PLEKHN1 promotes apoptosis by enhancing Bax-Bak hetro-oligomerization through interaction with Bid in human colon cancer.

The anti-apoptotic nature of cancer cells often impedes the effects of anti-cancer therapeutic agents. Multiple death signals influence mitochondria during apoptosis, and though many studies have attempted to elucidate these complicated pathways, Bax oligomerization, an important step in the process, remains controversial. Here we demonstrate that pleckstrin-homology N1 (PLEKHN1), also known as cardiolipin phosphatidic acid binding protein, plays pro-apoptotic roles during reactive oxygen species (ROS)-induced apoptosis. Human PLEKHN1 was expressed in several cancer cell lines of differing origin. Its expression was regulated by hypoxia, and it existed in the mitochondrial fraction. Genome editing of hPLEKHN1 in human colon cancer HT-29 cells revealed enhanced survival of knockout cells compared with that of parental cells in vitro and in vivo.

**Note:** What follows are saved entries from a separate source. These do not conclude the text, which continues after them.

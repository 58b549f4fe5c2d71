//! Endpoints that require an applicant token.

use reqwest::multipart::{Form, Part};

use super::client::HhClient;
use super::error::{HhError, HhResult};
use super::query;
use super::types::*;

fn form_of<T: serde::Serialize>(body: &T) -> HhResult<Vec<(String, String)>> {
    query::to_pairs(body)
}

/// Builds a multipart form from the flattened fields of `body`.
fn multipart_of<T: serde::Serialize>(body: &T) -> HhResult<Form> {
    Ok(query::to_pairs(body)?
        .into_iter()
        .fold(Form::new(), |form, (k, v)| form.text(k, v)))
}
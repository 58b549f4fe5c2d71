use axum::{
    extract::{rejection::JsonRejection, State},
    http::StatusCode,
    response::{IntoResponse, Json},
};
use validator::Validate;

use crate::{
    dto::contest_dto::{LeaderboardSummary, SubmissionPayload, SubmissionResponse},
    error::Result,
    AppState,
};

#[utoipa::path(
    post,
    path = "/contest/submissions",
    request_body = SubmissionPayload,
    responses(
        (status = 201, description = "Submission stored", body = Json<SubmissionResponse>),
        (status = 400, description = "Invalid handles or display name"),
        (status = 429, description = "Too many submissions")
    )
)]
#[axum::debug_handler]
pub async fn submit(
    State(state): State<AppState>,
    payload: std::result::Result<Json<SubmissionPayload>, JsonRejection>,
) -> Result<impl IntoResponse> {
    let Json(payload) = payload?;
    payload.validate()?;
    let submission = state.contest_service.submit(payload).await?;
    let leaderboard = state.contest_service.leaderboard().await?;
    Ok((
        StatusCode::CREATED,
        Json(SubmissionResponse {
            submission,
            leaderboard,
        }),
    ))
}

#[utoipa::path(
    get,
    path = "/contest/leaderboard",
    responses(
        (status = 200, description = "Top participants", body = Json<LeaderboardSummary>)
    )
)]
#[axum::debug_handler]
pub async fn leaderboard(State(state): State<AppState>) -> Result<impl IntoResponse> {
    let leaderboard = state.contest_service.leaderboard().await?;
    Ok(Json(leaderboard))
}
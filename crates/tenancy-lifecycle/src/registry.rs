//! Tenant → database connection resolution.

use dashmap::DashMap;
use tenancy_common::{ConnectionDescriptor, TenantId};

/// Side table mapping tenants to their provisioned connection descriptors.
///
/// The request pipeline resolves a tenant's database through this table;
/// only tenants that completed provisioning (and have not been disabled or
/// torn down since) have an entry.
#[derive(Debug, Default)]
pub struct ConnectionRegistry {
    entries: DashMap<TenantId, ConnectionDescriptor>,
}

impl ConnectionRegistry {
    /// Empty registry.
    pub fn new() -> Self {
        Self::default()
    }

    /// Bind a tenant to its descriptor, replacing any previous binding.
    pub fn bind(&self, id: TenantId, descriptor: ConnectionDescriptor) {
        self.entries.insert(id, descriptor);
    }

    /// Drop a tenant's binding.
    pub fn unbind(&self, id: &TenantId) {
        self.entries.remove(id);
    }

    /// Resolve the descriptor for a tenant.
    pub fn resolve(&self, id: &TenantId) -> Option<ConnectionDescriptor> {
        self.entries.get(id).map(|e| e.value().clone())
    }

    /// Number of bound tenants.
    pub fn len(&self) -> usize {
        self.entries.len()
    }

    /// Whether no tenants are bound.
    pub fn is_empty(&self) -> bool {
        self.entries.is_empty()
    }
}

#[cfg(test)]
mod tests {
    use super::*;
    use tenancy_common::DatabaseProvider;

    #[test]
    fn test_bind_resolve_unbind() {
        let registry = ConnectionRegistry::new();
        let id = TenantId::parse("acme").unwrap();

        assert!(registry.resolve(&id).is_none());

        registry.bind(
            id.clone(),
            ConnectionDescriptor::new(DatabaseProvider::Sqlite, "Data Source=acme.db"),
        );
        let descriptor = registry.resolve(&id).unwrap();
        assert_eq!(descriptor.provider, DatabaseProvider::Sqlite);

        registry.unbind(&id);
        assert!(registry.resolve(&id).is_none());
        assert!(registry.is_empty());
    }
}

Thapsigargin or hydrogen peroxide treatment activated multiple death signals including JNK, Bcl-2 family members, and caspases. PLEKHN1 was bound to Bid, a pro-apoptotic protein, and not to Bax, and PLEKHN1 could remove Bid from transient Bid-Bax complexes. Fluorescent time-lapse imaging revealed that PLEKHN1 aggregated with Bid during thapsigargin- or hydrogen peroxide-induced apoptosis prior to Bax aggregation. Inhibition of PLEKHN1 led to attenuation of Bax-Bak hetero-oligomerization and Bid translocation. The immunohistochemistry of cancer patient specimens showed that PLEKHN1 expression was absent from cancer region at the transition area of normal/cancer tissues. Collectively, the silencing of PLEKHN1 may be the key that cancer cells acquire the drug resistance.